//! plotting::thermo — panel grids of thermo series.
//!
//! Purpose
//! -------
//! Compare several simulations quantity by quantity: one panel per thermo
//! label, one line per simulation, all against the same time column.
//!
//! Key behaviors
//! -------------
//! - Panels sit in two columns and `ceil(n / 2)` rows, filled from the
//!   bottom so the last labels line up on the bottom row. With an odd count
//!   the top row holds a single panel, whose legend entries also name the
//!   quantity.
//! - y labels read `"{label} [{unit}]"` with `"def"` for labels missing
//!   from the unit map; the bottom row carries `"Time [{unit}]"`.
//! - The figure is 13 inches wide and `⌊4.5 · rows⌋` inches tall.
use crate::{
    analysis::ThermoData,
    plotting::{
        errors::{PlotError, PlotResult},
        figure::{Figure, Scene, axis_range, font, render, save_target, stroke},
        style::{ImageFormat, PlotStyle},
    },
};
use plotters::{coord::Shift, prelude::*};
use serde::{Deserialize, Serialize};
use std::collections::{BTreeMap, HashMap};

const PANEL_COLUMNS: usize = 2;
const FIGURE_WIDTH: f64 = 13.0;
const ROW_HEIGHT: f64 = 4.5;

/// Options for [`plot_thermo`].
#[derive(Debug, Clone, Default, PartialEq, Serialize, Deserialize)]
pub struct ThermoPlot {
    /// Time window `(min, max)`, inclusive; `None` keeps every row.
    pub xlim: Option<(f64, f64)>,
    /// Unit per label, including the time label.
    pub units: HashMap<String, String>,
    pub filename: Option<String>,
    pub save: bool,
    pub format: ImageFormat,
}

impl ThermoPlot {
    fn unit_or<'a>(&'a self, label: &str, fallback: &'a str) -> &'a str {
        self.units.get(label).map_or(fallback, String::as_str)
    }
}

/// Grid slot of one panel.
#[derive(Debug, Clone, Copy, PartialEq, Eq)]
pub struct PanelSlot {
    pub row: usize,
    pub col: usize,
}

/// Rows of the grid and the slot of each of `n_panels` labels, in label
/// order. Row 0 is the top row.
pub fn thermo_layout(n_panels: usize) -> (usize, Vec<PanelSlot>) {
    let rows = n_panels / PANEL_COLUMNS + n_panels % PANEL_COLUMNS;
    let shift = n_panels % PANEL_COLUMNS;
    let slots = (0..n_panels)
        .map(|i| {
            // An odd count leaves the right half of the top row empty.
            let k = if shift == 1 && i > 0 { i + 1 } else { i };
            PanelSlot { row: k / PANEL_COLUMNS, col: k % PANEL_COLUMNS }
        })
        .collect();
    (rows, slots)
}

/// Grid of thermo panels, one line per simulation.
///
/// Parameters
/// ----------
/// - `data`: `&BTreeMap<String, ThermoData>`
///   Thermo tables keyed by simulation name.
/// - `label_t`: `&str`
///   Time column shared by all tables.
/// - `labels`: `&[&str]`
///   Quantities to plot, one panel each.
/// - `sims`: `Option<&[&str]>`
///   Simulations to draw; `None` draws every key of `data`.
/// - `opts`: `&ThermoPlot`
///   Time window, units and saving.
///
/// Errors
/// ------
/// - `PlotError::EmptyFigure` when `labels` or the simulation list is empty.
/// - `PlotError::MissingSeries` for a simulation missing from `data`.
/// - `PlotError::Analysis` for a label missing from a table or an invalid
///   time window.
pub fn plot_thermo(
    data: &BTreeMap<String, ThermoData>, label_t: &str, labels: &[&str], sims: Option<&[&str]>,
    opts: &ThermoPlot, style: &PlotStyle,
) -> PlotResult<Figure> {
    let sims: Vec<&str> = match sims {
        Some(sims) => sims.to_vec(),
        None => data.keys().map(String::as_str).collect(),
    };
    if labels.is_empty() || sims.is_empty() {
        return Err(PlotError::EmptyFigure);
    }

    let mut windows = Vec::with_capacity(sims.len());
    for &sim in &sims {
        let table = data.get(sim).ok_or_else(|| PlotError::MissingSeries { key: sim.into() })?;
        windows.push((sim, table.window(label_t, opts.xlim)?));
    }

    let (rows, slots) = thermo_layout(labels.len());
    let single_top = labels.len() % PANEL_COLUMNS == 1;
    let mut panels = Vec::with_capacity(labels.len());
    for (i, (&label, slot)) in labels.iter().zip(slots).enumerate() {
        let mut lines = Vec::with_capacity(windows.len());
        for (sim, table) in &windows {
            let time = table.get(label_t)?;
            let values = table.get(label)?;
            let points: Vec<(f64, f64)> = time
                .iter()
                .zip(values.iter())
                .filter(|(t, v)| t.is_finite() && v.is_finite())
                .map(|(&t, &v)| (t, v))
                .collect();
            let name =
                if single_top && i == 0 { format!("{sim}, {label}") } else { sim.to_string() };
            lines.push((name, points));
        }
        panels.push(Panel {
            slot,
            y_label: format!("{label} [{}]", opts.unit_or(label, "def")),
            bottom: slot.row + 1 == rows,
            lines,
        });
    }

    let all_times = panels.iter().flat_map(|p| p.lines.iter()).flat_map(|(_, pts)| pts.iter());
    let x_range = axis_range(all_times.map(|&(t, _)| t), opts.xlim, false)?;
    let x_label = format!("Time [{}]", opts.unit_or(label_t, ""));
    tracing::debug!(n_panels = panels.len(), rows, n_sims = sims.len(), "thermo plot");

    let scene = ThermoScene { panels, rows, x_range, x_label };
    let figure_size = (FIGURE_WIDTH, (ROW_HEIGHT * rows as f64).floor());
    let target = save_target(opts.save, opts.filename.as_deref(), opts.format);
    render(&scene, style, figure_size, target)
}

struct Panel {
    slot: PanelSlot,
    y_label: String,
    bottom: bool,
    lines: Vec<(String, Vec<(f64, f64)>)>,
}

struct ThermoScene {
    panels: Vec<Panel>,
    rows: usize,
    x_range: (f64, f64),
    x_label: String,
}

impl Scene for ThermoScene {
    fn draw<DB: DrawingBackend>(
        &self, root: &DrawingArea<DB, Shift>, style: &PlotStyle, scale: f64,
    ) -> PlotResult<()> {
        let areas = root.split_evenly((self.rows, PANEL_COLUMNS));
        let text = RGBColor::from(style.text_color());
        let width = stroke(1.5, scale);
        let grid = RGBColor::from(style.grid_color()).stroke_width(stroke(0.8, scale));
        let legend_len = (20.0 * scale) as i32;

        for panel in &self.panels {
            let Some(area) = areas.get(panel.slot.row * PANEL_COLUMNS + panel.slot.col) else {
                continue;
            };
            let ys = panel.lines.iter().flat_map(|(_, pts)| pts.iter().map(|&(_, v)| v));
            let y_range = axis_range(ys, None, false)?;

            let mut chart = ChartBuilder::on(area)
                .margin((6.0 * scale) as u32)
                .x_label_area_size((28.0 * scale) as u32)
                .y_label_area_size((50.0 * scale) as u32)
                .build_cartesian_2d(self.x_range.0..self.x_range.1, y_range.0..y_range.1)?;
            chart.plotting_area().fill(&RGBColor::from(style.axes_color()))?;

            let mut mesh = chart.configure_mesh();
            mesh.y_desc(panel.y_label.as_str())
                .label_style(font(style, 10.0, scale))
                .axis_desc_style(font(style, 11.0, scale))
                .axis_style(text)
                .bold_line_style(grid)
                .light_line_style(TRANSPARENT);
            if panel.bottom {
                mesh.x_desc(self.x_label.as_str());
            }
            mesh.draw()?;

            for (i, (name, points)) in panel.lines.iter().enumerate() {
                let line = RGBColor::from(style.palette().color(i)).stroke_width(width);
                chart
                    .draw_series(LineSeries::new(points.iter().copied(), line))?
                    .label(name.as_str())
                    .legend(move |(x, y)| {
                        PathElement::new(vec![(x, y), (x + legend_len, y)], line)
                    });
            }
            chart
                .configure_series_labels()
                .position(SeriesLabelPosition::UpperRight)
                .background_style(RGBColor::from(style.axes_color()).mix(0.8))
                .border_style(text)
                .label_font(font(style, 10.0, scale))
                .draw()?;
        }
        Ok(())
    }
}

#[cfg(test)]
mod tests {
    use super::*;
    use ndarray::array;

    fn slots(pairs: &[(usize, usize)]) -> Vec<PanelSlot> {
        pairs.iter().map(|&(row, col)| PanelSlot { row, col }).collect()
    }

    #[test]
    // Purpose
    // -------
    // Panels fill the grid from the bottom, leaving the top row with a
    // single panel when the count is odd.
    //
    // Given
    // -----
    // - 1, 3, 4 and 5 labels.
    //
    // Expect
    // ------
    // - Label order reads left to right, top to bottom, and only the top
    //   row may hold a lone panel.
    fn odd_counts_leave_a_single_top_panel() {
        assert_eq!(thermo_layout(1), (1, slots(&[(0, 0)])));
        assert_eq!(thermo_layout(3), (2, slots(&[(0, 0), (1, 0), (1, 1)])));
        assert_eq!(thermo_layout(4), (2, slots(&[(0, 0), (0, 1), (1, 0), (1, 1)])));
        assert_eq!(thermo_layout(5), (3, slots(&[(0, 0), (1, 0), (1, 1), (2, 0), (2, 1)])));
    }

    fn runs() -> BTreeMap<String, ThermoData> {
        let mut a = ThermoData::new();
        a.insert("Time", array![0.0, 1.0, 2.0, 3.0]);
        a.insert("Temp", array![90.0, 91.0, 89.0, 90.0]);
        a.insert("Press", array![1.0, 1.2, 0.9, 1.1]);
        a.insert("TotEng", array![-5.0, -5.1, -5.0, -4.9]);
        let mut b = a.clone();
        b.insert("Temp", array![120.0, 119.0, 121.0, 120.0]);
        BTreeMap::from([("Ar-90K".to_string(), a), ("Ar-120K".to_string(), b)])
    }

    #[test]
    fn panels_carry_units_with_default_and_name_the_lone_quantity() {
        // Arrange
        let opts = ThermoPlot {
            units: HashMap::from([("Temp".into(), "K".into()), ("Time".into(), "ps".into())]),
            ..ThermoPlot::default()
        };

        // Act
        let figure = plot_thermo(
            &runs(),
            "Time",
            &["Temp", "Press", "TotEng"],
            None,
            &opts,
            &PlotStyle::default(),
        )
        .unwrap();

        // Assert
        let svg = figure.svg();
        assert!(svg.contains("Temp [K]"));
        assert!(svg.contains("Press [def]"));
        assert!(svg.contains("Time [ps]"));
        assert!(svg.contains("Ar-90K, Temp"));
        assert_eq!(figure.pixel_size(), crate::plotting::style::pixel_size_for((13.0, 9.0)));
    }

    #[test]
    fn missing_simulation_or_label_is_an_error() {
        let opts = ThermoPlot::default();
        let style = PlotStyle::default();
        let data = runs();

        let sim = plot_thermo(&data, "Time", &["Temp"], Some(&["Ar-300K"][..]), &opts, &style);
        let label = plot_thermo(&data, "Time", &["Volume"], None, &opts, &style);

        assert_eq!(sim.unwrap_err(), PlotError::MissingSeries { key: "Ar-300K".into() });
        assert!(matches!(label, Err(PlotError::Analysis(_))));
    }

    #[test]
    fn time_window_is_saved_when_requested() {
        let dir = tempfile::tempdir().unwrap();
        let mut style = PlotStyle::default();
        style.set_output_folder(dir.path());
        let opts = ThermoPlot {
            xlim: Some((1.0, 2.0)),
            filename: Some("thermo".into()),
            save: true,
            ..ThermoPlot::default()
        };

        let figure = plot_thermo(&runs(), "Time", &["Temp", "Press"], None, &opts, &style).unwrap();

        assert_eq!(figure.saved_to(), Some(dir.path().join("thermo.svg").as_path()));
    }
}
☆ ☆ ☆ ☆ ☆ ☆ ☆
• **Exercise instructions**
Retype exactly the lines of the data above that fall between the line with "let single_top = labels.len()" and the line with "tracing::debug!(n_panels = panels.len(), rows, n_sims", inclusive, and add nothing.

• **Your response**
    let single_top = labels.len() % PANEL_COLUMNS == 1;
    let mut panels = Vec::with_capacity(labels.len());
    for (i, (&label, slot)) in labels.iter().zip(slots).enumerate() {
        let mut lines = Vec::with_capacity(windows.len());
        for (sim, table) in &windows {
            let time = table.get(label_t)?;
            let values = table.get(label)?;
            let points: Vec<(f64, f64)> = time
                .iter()
                .zip(values.iter())
                .filter(|(t, v)| t.is_finite() && v.is_finite())
                .map(|(&t, &v)| (t, v))
                .collect();
            let name =
                if single_top && i == 0 { format!("{sim}, {label}") } else { sim.to_string() };
            lines.push((name, points));
        }
        panels.push(Panel {
            slot,
            y_label: format!("{label} [{}]", opts.unit_or(label, "def")),
            bottom: slot.row + 1 == rows,
            lines,
        });
    }

    let all_times = panels.iter().flat_map(|p| p.lines.iter()).flat_map(|(_, pts)| pts.iter());
    let x_range = axis_range(all_times.map(|&(t, _)| t), opts.xlim, false)?;
    let x_label = format!("Time [{}]", opts.unit_or(label_t, ""));
    tracing::debug!(n_panels = panels.len(), rows, n_sims = sims.len(), "thermo plot");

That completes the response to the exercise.